EXERCISE MATERIAL below:

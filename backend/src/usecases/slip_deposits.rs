use std::sync::Arc;

use anyhow::Result as AnyResult;
use async_trait::async_trait;
use bigdecimal::{BigDecimal, Zero};
use crates::{
    domain::{
        repositories::ledger::LedgerRepository,
        value_objects::{
            donations::SlipDepositDto,
            enums::payment_rails::PaymentRail,
            receiver_identity::VerifiedReceiverIdentity,
            slip_verifications::{SlipParseError, parse_slip_response},
            verified_payments::{LedgerEntry, VerifiedPayment},
        },
    },
    payments::slip_client::SlipVerificationClient,
};
use serde_json::Value;
use tracing::{error, info, warn};
use uuid::Uuid;

use super::ledger::{LedgerWriter, PaymentError, PaymentResult};

#[cfg_attr(test, mockall::automock)]
#[async_trait]
pub trait SlipVerifierGateway: Send + Sync {
    async fn verify_slip(&self, image: &[u8]) -> AnyResult<Value>;
}

#[async_trait]
impl SlipVerifierGateway for SlipVerificationClient {
    async fn verify_slip(&self, image: &[u8]) -> AnyResult<Value> {
        self.verify_slip(image).await
    }
}

pub struct BankSlipUseCase<L, V>
where
    L: LedgerRepository + Send + Sync + 'static,
    V: SlipVerifierGateway + 'static,
{
    ledger: Arc<LedgerWriter<L>>,
    verifier: Arc<V>,
    receiver: Arc<VerifiedReceiverIdentity>,
}

impl<L, V> BankSlipUseCase<L, V>
where
    L: LedgerRepository + Send + Sync + 'static,
    V: SlipVerifierGateway + 'static,
{
    pub fn new(
        ledger: Arc<LedgerWriter<L>>,
        verifier: Arc<V>,
        receiver: Arc<VerifiedReceiverIdentity>,
    ) -> Self {
        Self {
            ledger,
            verifier,
            receiver,
        }
    }

    /// Reads the slip through the vendor and checks it was paid to us.
    pub async fn verify(&self, image: &[u8]) -> PaymentResult<VerifiedPayment> {
        if image.is_empty() {
            return Err(PaymentError::InvalidPayload("slip image is empty".to_string()));
        }

        let raw = self.verifier.verify_slip(image).await.map_err(|err| {
            error!(vendor_error = ?err, "slip deposits: verifier call failed");
            PaymentError::Upstream(err)
        })?;

        let slip = match parse_slip_response(&raw) {
            Ok(slip) => slip,
            Err(SlipParseError::Malformed(reason)) => {
                warn!(reason = %reason, "slip deposits: vendor could not read slip");
                return Err(PaymentError::InvalidSlip);
            }
            Err(err @ SlipParseError::MissingField(_)) => {
                error!(
                    raw_payload = %raw,
                    reason = %err,
                    "slip deposits: vendor response incomplete"
                );
                return Err(PaymentError::InsufficientUpstreamData(err.to_string()));
            }
        };

        if !self.receiver.matches(&slip.receiver) {
            warn!(
                reference = %slip.reference,
                receiver_name_th = ?slip.receiver.name_th,
                receiver_name_en = ?slip.receiver.name_en,
                receiver_account = ?slip.receiver.account_number,
                receiver_account_type = ?slip.receiver.account_type,
                "slip deposits: slip paid to another receiver"
            );
            return Err(PaymentError::InvalidReceiver);
        }

        if slip.amount <= BigDecimal::zero() {
            warn!(
                reference = %slip.reference,
                amount = %slip.amount,
                "slip deposits: non-positive slip amount"
            );
            return Err(PaymentError::InvalidSlip);
        }

        Ok(VerifiedPayment::from(slip))
    }

    /// Verify, guard, then credit. Anonymous uploads stop after the guard.
    pub async fn deposit(
        &self,
        user_id: Option<Uuid>,
        image: &[u8],
        project_id: Option<i64>,
    ) -> PaymentResult<SlipDepositDto> {
        if let Some(project_id) = project_id {
            self.ledger.ensure_project(project_id).await?;
        }

        let payment = self.verify(image).await?;
        self.ledger.ensure_unused(&payment.reference).await?;

        let Some(user_id) = user_id else {
            info!(
                reference = %payment.reference,
                amount = %payment.amount,
                "slip deposits: anonymous slip verified, not credited"
            );
            return Ok(SlipDepositDto {
                reference: payment.reference,
                amount: payment.amount,
                credited: false,
                payment_id: None,
            });
        };

        let entry = LedgerEntry::from_verified(payment, PaymentRail::Bank, user_id, project_id);
        let record = self.ledger.commit(entry).await?;

        Ok(SlipDepositDto {
            reference: record.reference,
            amount: record.amount,
            credited: true,
            payment_id: Some(record.id),
        })
    }
}

#[cfg(test)]
mod tests {
    use super::*;
    use crate::usecases::testing::InMemoryLedger;
    use crates::realtime::donation_feed::NoopDonationFeed;
    use serde_json::json;

    const FOUNDATION_TH: &str = "มูลนิธิเพื่อผู้พิการไทย";

    fn identity() -> Arc<VerifiedReceiverIdentity> {
        Arc::new(VerifiedReceiverIdentity {
            names: vec![FOUNDATION_TH.to_string(), "THAI DISABLED FOUNDATION".to_string()],
            partial_names: vec!["เพื่อผู้พิการ".to_string()],
            account_numbers: vec!["162-8-11965-8".to_string()],
            account_fragments: vec!["11965".to_string(), "1965".to_string()],
            account_type: "BANKAC".to_string(),
        })
    }

    fn slip_body(reference: &str, amount: i64, name_th: &str, account: &str) -> Value {
        json!({
            "success": true,
            "data": {
                "transactionReference": reference,
                "amount": amount,
                "receiver": {
                    "name": { "th": name_th },
                    "account": { "number": account, "type": "BANKAC" }
                },
                "sender": { "account": { "number": "xxx-x-x4321-x" } }
            }
        })
    }

    fn verifier_returning(body: Value) -> Arc<MockSlipVerifierGateway> {
        let mut verifier = MockSlipVerifierGateway::new();
        verifier
            .expect_verify_slip()
            .returning(move |_| Ok(body.clone()));
        Arc::new(verifier)
    }

    fn usecase(
        ledger: &Arc<InMemoryLedger>,
        verifier: Arc<MockSlipVerifierGateway>,
    ) -> BankSlipUseCase<InMemoryLedger, MockSlipVerifierGateway> {
        let writer = LedgerWriter::new(Arc::clone(ledger), Arc::new(NoopDonationFeed));
        BankSlipUseCase::new(Arc::new(writer), verifier, identity())
    }

    #[tokio::test]
    async fn happy_path_slip_credits_the_user() {
        let user_id = Uuid::new_v4();
        let ledger = Arc::new(InMemoryLedger::with_balance(user_id, 0));
        let verifier = verifier_returning(slip_body("TXN1", 500, FOUNDATION_TH, "162-8-11965-8"));

        let dto = usecase(&ledger, verifier)
            .deposit(Some(user_id), b"slip-image", None)
            .await
            .unwrap();

        assert!(dto.credited);
        assert_eq!(dto.reference, "TXN1");
        assert_eq!(ledger.balance_of(user_id), BigDecimal::from(500));

        let record = ledger.record("TXN1").unwrap();
        assert_eq!(record.rail, "bank");
        assert_eq!(record.status, "completed");
        assert_eq!(record.payer_identifier.as_deref(), Some("xxx-x-x4321-x"));
    }

    #[tokio::test]
    async fn duplicate_slip_is_rejected_without_second_credit() {
        let user_id = Uuid::new_v4();
        let ledger = Arc::new(InMemoryLedger::with_balance(user_id, 0));
        let verifier = verifier_returning(slip_body("TXN1", 500, FOUNDATION_TH, "162-8-11965-8"));
        let usecase = usecase(&ledger, verifier);

        usecase.deposit(Some(user_id), b"slip", None).await.unwrap();
        let second = usecase.deposit(Some(user_id), b"slip", None).await;

        assert!(matches!(second, Err(PaymentError::AlreadyUsed)));
        assert_eq!(ledger.record_count(), 1);
        assert_eq!(ledger.balance_of(user_id), BigDecimal::from(500));
    }

    #[tokio::test]
    async fn wrong_receiver_is_rejected() {
        let user_id = Uuid::new_v4();
        let ledger = Arc::new(InMemoryLedger::with_balance(user_id, 0));
        let verifier = verifier_returning(slip_body("TXN2", 500, "บริษัท อื่น จำกัด", "999-9-99999-9"));

        let result = usecase(&ledger, verifier)
            .deposit(Some(user_id), b"slip", None)
            .await;

        assert!(matches!(result, Err(PaymentError::InvalidReceiver)));
        assert_eq!(ledger.record_count(), 0);
        assert_eq!(ledger.balance_of(user_id), BigDecimal::from(0));
    }

    #[tokio::test]
    async fn garbled_name_still_passes_on_account_match() {
        let user_id = Uuid::new_v4();
        let ledger = Arc::new(InMemoryLedger::with_balance(user_id, 0));
        let verifier = verifier_returning(slip_body("TXN3", 200, "ม??นิธิ", "xxx-x-x1965-x"));

        let dto = usecase(&ledger, verifier)
            .deposit(Some(user_id), b"slip", None)
            .await
            .unwrap();

        assert!(dto.credited);
    }

    #[tokio::test]
    async fn anonymous_slip_is_verified_but_not_credited() {
        let ledger = Arc::new(InMemoryLedger::default());
        let verifier = verifier_returning(slip_body("TXN4", 300, FOUNDATION_TH, "162-8-11965-8"));

        let dto = usecase(&ledger, verifier)
            .deposit(None, b"slip", None)
            .await
            .unwrap();

        assert!(!dto.credited);
        assert_eq!(dto.payment_id, None);
        assert_eq!(dto.amount, BigDecimal::from(300));
        assert_eq!(ledger.record_count(), 0);
    }

    #[tokio::test]
    async fn earmarked_slip_advances_project_progress() {
        let user_id = Uuid::new_v4();
        let ledger = Arc::new(InMemoryLedger::with_balance(user_id, 0));
        ledger.add_project(7, 400, 1000);
        let verifier = verifier_returning(slip_body("TXN5", 100, FOUNDATION_TH, "162-8-11965-8"));

        usecase(&ledger, verifier)
            .deposit(Some(user_id), b"slip", Some(7))
            .await
            .unwrap();

        let project = ledger.project(7).unwrap();
        assert_eq!(project.current_amount, BigDecimal::from(500));
        assert_eq!(project.progress_percentage, BigDecimal::from(50));
    }

    #[tokio::test]
    async fn unknown_project_is_rejected_before_the_vendor_is_called() {
        let user_id = Uuid::new_v4();
        let ledger = Arc::new(InMemoryLedger::with_balance(user_id, 0));

        let mut verifier = MockSlipVerifierGateway::new();
        verifier.expect_verify_slip().never();

        let result = usecase(&ledger, Arc::new(verifier))
            .deposit(Some(user_id), b"slip", Some(500))
            .await;

        assert!(matches!(result, Err(PaymentError::InvalidPayload(_))));
        assert_eq!(ledger.record_count(), 0);
    }

    #[tokio::test]
    async fn unreadable_slip_and_incomplete_vendor_data_are_distinguished() {
        let ledger = Arc::new(InMemoryLedger::default());

        let rejected = verifier_returning(json!({ "success": false, "message": "not a slip" }));
        let result = usecase(&ledger, rejected).verify(b"cat.jpg").await;
        assert!(matches!(result, Err(PaymentError::InvalidSlip)));

        let partial = verifier_returning(json!({
            "transactionReference": "TXN6",
            "receiver": { "name": { "th": FOUNDATION_TH } }
        }));
        let result = usecase(&ledger, partial).verify(b"slip").await;
        assert!(matches!(result, Err(PaymentError::InsufficientUpstreamData(_))));
    }

    #[tokio::test]
    async fn vendor_outage_is_upstream_and_empty_upload_never_calls_vendor() {
        let ledger = Arc::new(InMemoryLedger::default());

        let mut down = MockSlipVerifierGateway::new();
        down.expect_verify_slip()
            .times(1)
            .returning(|_| Err(anyhow::anyhow!("503 from vendor")));
        let result = usecase(&ledger, Arc::new(down)).verify(b"slip").await;
        assert!(matches!(result, Err(PaymentError::Upstream(_))));

        let mut untouched = MockSlipVerifierGateway::new();
        untouched.expect_verify_slip().never();
        let result = usecase(&ledger, Arc::new(untouched)).verify(b"").await;
        assert!(matches!(result, Err(PaymentError::InvalidPayload(_))));
    }
}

End of EXERCISE MATERIAL.

Give again, word for word, every line of the listing above from the one with "async fn verify_slip(&self, image: &[u8]) -> AnyResult<Value>;" to the one with "pub async fn verify(&self, image: &[u8])", both inclusive, and nothing beyond them.

    async fn verify_slip(&self, image: &[u8]) -> AnyResult<Value>;
}

#[async_trait]
impl SlipVerifierGateway for SlipVerificationClient {
    async fn verify_slip(&self, image: &[u8]) -> AnyResult<Value> {
        self.verify_slip(image).await
    }
}

pub struct BankSlipUseCase<L, V>
where
    L: LedgerRepository + Send + Sync + 'static,
    V: SlipVerifierGateway + 'static,
{
    ledger: Arc<LedgerWriter<L>>,
    verifier: Arc<V>,
    receiver: Arc<VerifiedReceiverIdentity>,
}

impl<L, V> BankSlipUseCase<L, V>
where
    L: LedgerRepository + Send + Sync + 'static,
    V: SlipVerifierGateway + 'static,
{
    pub fn new(
        ledger: Arc<LedgerWriter<L>>,
        verifier: Arc<V>,
        receiver: Arc<VerifiedReceiverIdentity>,
    ) -> Self {
        Self {
            ledger,
            verifier,
            receiver,
        }
    }

    /// Reads the slip through the vendor and checks it was paid to us.
    pub async fn verify(&self, image: &[u8]) -> PaymentResult<VerifiedPayment> {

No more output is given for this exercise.